[WHAT NEEDS TO BE DONE]
All entries are to be retyped without alteration.

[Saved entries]
=== Begin Enclosure ===

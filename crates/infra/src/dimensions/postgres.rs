//! Postgres-backed dimension lookups.
//!
//! Each keyed dimension is a `(natural_key TEXT PRIMARY KEY, surrogate_key TEXT)`
//! table; the event taxonomy lives in `dim_event (event_type, event_action,
//! surrogate_key)`.

use std::collections::HashMap;
use std::sync::Arc;

use sqlx::{PgPool, Row};
use tracing::{instrument, warn};

use listing_facts_core::SurrogateKey;
use listing_facts_listings::{EventAction, EventPair, EventType};

use super::taxonomy::EventTaxonomy;
use super::r#trait::{Dimension, DimensionError, DimensionSource};

#[derive(Debug, Clone)]
pub struct PostgresDimensions {
    pool: Arc<PgPool>,
}

impl PostgresDimensions {
    pub fn new(pool: PgPool) -> Self {
        Self {
            pool: Arc::new(pool),
        }
    }
}

#[async_trait::async_trait]
impl DimensionSource for PostgresDimensions {
    #[instrument(skip(self, dimension, natural_keys), fields(dimension = %dimension, key_count = natural_keys.len()), err)]
    async fn lookup_many(
        &self,
        dimension: Dimension,
        natural_keys: &[String],
    ) -> Result<HashMap<String, SurrogateKey>, DimensionError> {
        if natural_keys.is_empty() {
            return Ok(HashMap::new());
        }

        let rows = sqlx::query(&format!(
            "SELECT natural_key, surrogate_key FROM {} WHERE natural_key = ANY($1)",
            dimension.table()
        ))
        .bind(natural_keys)
        .fetch_all(&*self.pool)
        .await
        .map_err(|e| map_sqlx_error(dimension.table(), e))?;

        let mut keys = HashMap::with_capacity(rows.len());
        for row in rows {
            let natural: String = row
                .try_get("natural_key")
                .map_err(|e| map_sqlx_error(dimension.table(), e))?;
            let surrogate: String = row
                .try_get("surrogate_key")
                .map_err(|e| map_sqlx_error(dimension.table(), e))?;
            keys.insert(natural, SurrogateKey::new(surrogate));
        }
        Ok(keys)
    }

    #[instrument(skip(self), err)]
    async fn event_taxonomy(&self) -> Result<EventTaxonomy, DimensionError> {
        let rows = sqlx::query("SELECT event_type, event_action, surrogate_key FROM dim_event")
            .fetch_all(&*self.pool)
            .await
            .map_err(|e| map_sqlx_error("dim_event", e))?;

        let mut entries = Vec::with_capacity(rows.len());
        for row in rows {
            let event_type: String = row.try_get("event_type").map_err(|e| map_sqlx_error("dim_event", e))?;
            let event_action: String = row
                .try_get("event_action")
                .map_err(|e| map_sqlx_error("dim_event", e))?;
            let surrogate: String = row
                .try_get("surrogate_key")
                .map_err(|e| map_sqlx_error("dim_event", e))?;

            match (event_type.parse::<EventType>(), event_action.parse::<EventAction>()) {
                (Ok(t), Ok(a)) => entries.push((EventPair::new(t, a), SurrogateKey::new(surrogate))),
                _ => warn!(%event_type, %event_action, "undeclared event pair in dim_event ignored"),
            }
        }
        Ok(EventTaxonomy::from_entries(entries))
    }
}

fn map_sqlx_error(table: &str, err: sqlx::Error) -> DimensionError {
    match err {
        sqlx::Error::Database(db_err) => {
            let msg = format!("database error reading {}: {}", table, db_err.message());
            match db_err.code().as_deref() {
                // undefined_table, undefined_column
                Some("42P01") | Some("42703") => DimensionError::Misconfigured(msg),
                _ => DimensionError::Unavailable(msg),
            }
        }
        sqlx::Error::ColumnDecode { .. } | sqlx::Error::Decode(_) | sqlx::Error::ColumnNotFound(_) => {
            DimensionError::Misconfigured(format!("unexpected column shape in {}: {}", table, err))
        }
        _ => DimensionError::Unavailable(format!("sqlx error reading {}: {}", table, err)),
    }
}
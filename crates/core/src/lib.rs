//! `listing-facts-core`: foundation building blocks for the listing fact engine.
//!
//! This crate contains **pure** primitives (no infrastructure concerns): natural
//! keys as they exist in the source systems, warehouse surrogate keys, and the
//! small value objects shared by the domain and infra crates.

pub mod error;
pub mod id;
pub mod key;
pub mod value_object;

pub use error::DomainError;
pub use id::{
    ChannelId, ListingId, ProductId, StockLocationId, StoreId, TaxonId, VariantId, VendorId,
};
pub use key::{ListingFingerprint, SurrogateKey, UNKNOWN_KEY};
pub use value_object::Money;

=== End Enclosure ===

[TASK OUTPUT]
filename crates/infra/src/dimensions/postgres.rs
//! Postgres-backed dimension lookups.
//!
//! Each keyed dimension is a `(natural_key TEXT PRIMARY KEY, surrogate_key TEXT)`
//! table; the event taxonomy lives in `dim_event (event_type, event_action,
//! surrogate_key)`.

use std::collections::HashMap;
use std::sync::Arc;

use sqlx::{PgPool, Row};
use tracing::{instrument, warn};

use listing_facts_core::SurrogateKey;
use listing_facts_listings::{EventAction, EventPair, EventType};

use super::taxonomy::EventTaxonomy;
use super::r#trait::{Dimension, DimensionError, DimensionSource};

#[derive(Debug, Clone)]
pub struct PostgresDimensions {
    pool: Arc<PgPool>,
}

impl PostgresDimensions {
    pub fn new(pool: PgPool) -> Self {
        Self {
            pool: Arc::new(pool),
        }
    }
}

#[async_trait::async_trait]
impl DimensionSource for PostgresDimensions {
    #[instrument(skip(self, dimension, natural_keys), fields(dimension = %dimension, key_count = natural_keys.len()), err)]
    async fn lookup_many(
        &self,
        dimension: Dimension,
        natural_keys: &[String],
    ) -> Result<HashMap<String, SurrogateKey>, DimensionError> {
        if natural_keys.is_empty() {
            return Ok(HashMap::new());
        }

        let rows = sqlx::query(&format!(
            "SELECT natural_key, surrogate_key FROM {} WHERE natural_key = ANY($1)",
            dimension.table()
        ))
        .bind(natural_keys)
        .fetch_all(&*self.pool)
        .await
        .map_err(|e| map_sqlx_error(dimension.table(), e))?;

        let mut keys = HashMap::with_capacity(rows.len());
        for row in rows {
            let natural: String = row
                .try_get("natural_key")
                .map_err(|e| map_sqlx_error(dimension.table(), e))?;
            let surrogate: String = row
                .try_get("surrogate_key")
                .map_err(|e| map_sqlx_error(dimension.table(), e))?;
            keys.insert(natural, SurrogateKey::new(surrogate));
        }
        Ok(keys)
    }

    #[instrument(skip(self), err)]
    async fn event_taxonomy(&self) -> Result<EventTaxonomy, DimensionError> {
        let rows = sqlx::query("SELECT event_type, event_action, surrogate_key FROM dim_event")
            .fetch_all(&*self.pool)
            .await
            .map_err(|e| map_sqlx_error("dim_event", e))?;

        let mut entries = Vec::with_capacity(rows.len());
        for row in rows {
            let event_type: String = row.try_get("event_type").map_err(|e| map_sqlx_error("dim_event", e))?;
            let event_action: String = row
                .try_get("event_action")
                .map_err(|e| map_sqlx_error("dim_event", e))?;
            let surrogate: String = row
                .try_get("surrogate_key")
                .map_err(|e| map_sqlx_error("dim_event", e))?;

            match (event_type.parse::<EventType>(), event_action.parse::<EventAction>()) {
                (Ok(t), Ok(a)) => entries.push((EventPair::new(t, a), SurrogateKey::new(surrogate))),
                _ => warn!(%event_type, %event_action, "undeclared event pair in dim_event ignored"),
            }
        }
        Ok(EventTaxonomy::from_entries(entries))
    }
}

fn map_sqlx_error(table: &str, err: sqlx::Error) -> DimensionError {
    match err {
        sqlx::Error::Database(db_err) => {
            let msg = format!("database error reading {}: {}", table, db_err.message());
            match db_err.code().as_deref() {
                // undefined_table, undefined_column
                Some("42P01") | Some("42703") => DimensionError::Misconfigured(msg),
                _ => DimensionError::Unavailable(msg),
            }
        }
        sqlx::Error::ColumnDecode { .. } | sqlx::Error::Decode(_) | sqlx::Error::ColumnNotFound(_) => {
            DimensionError::Misconfigured(format!("unexpected column shape in {}: {}", table, err))
        }
        _ => DimensionError::Unavailable(format!("sqlx error reading {}: {}", table, err)),
    }
}
filename crates/core/src/lib.rs
//! `listing-facts-core`: foundation building blocks for the listing fact engine.
//!
//! This crate contains **pure** primitives (no infrastructure concerns): natural
//! keys as they exist in the source systems, warehouse surrogate keys, and the
//! small value objects shared by the domain and infra crates.

pub mod error;
pub mod id;
pub mod key;
pub mod value_object;

pub use error::DomainError;
pub use id::{
    ChannelId, ListingId, ProductId, StockLocationId, StoreId, TaxonId, VariantId, VendorId,
};
pub use key::{ListingFingerprint, SurrogateKey, UNKNOWN_KEY};
pub use value_object::Money;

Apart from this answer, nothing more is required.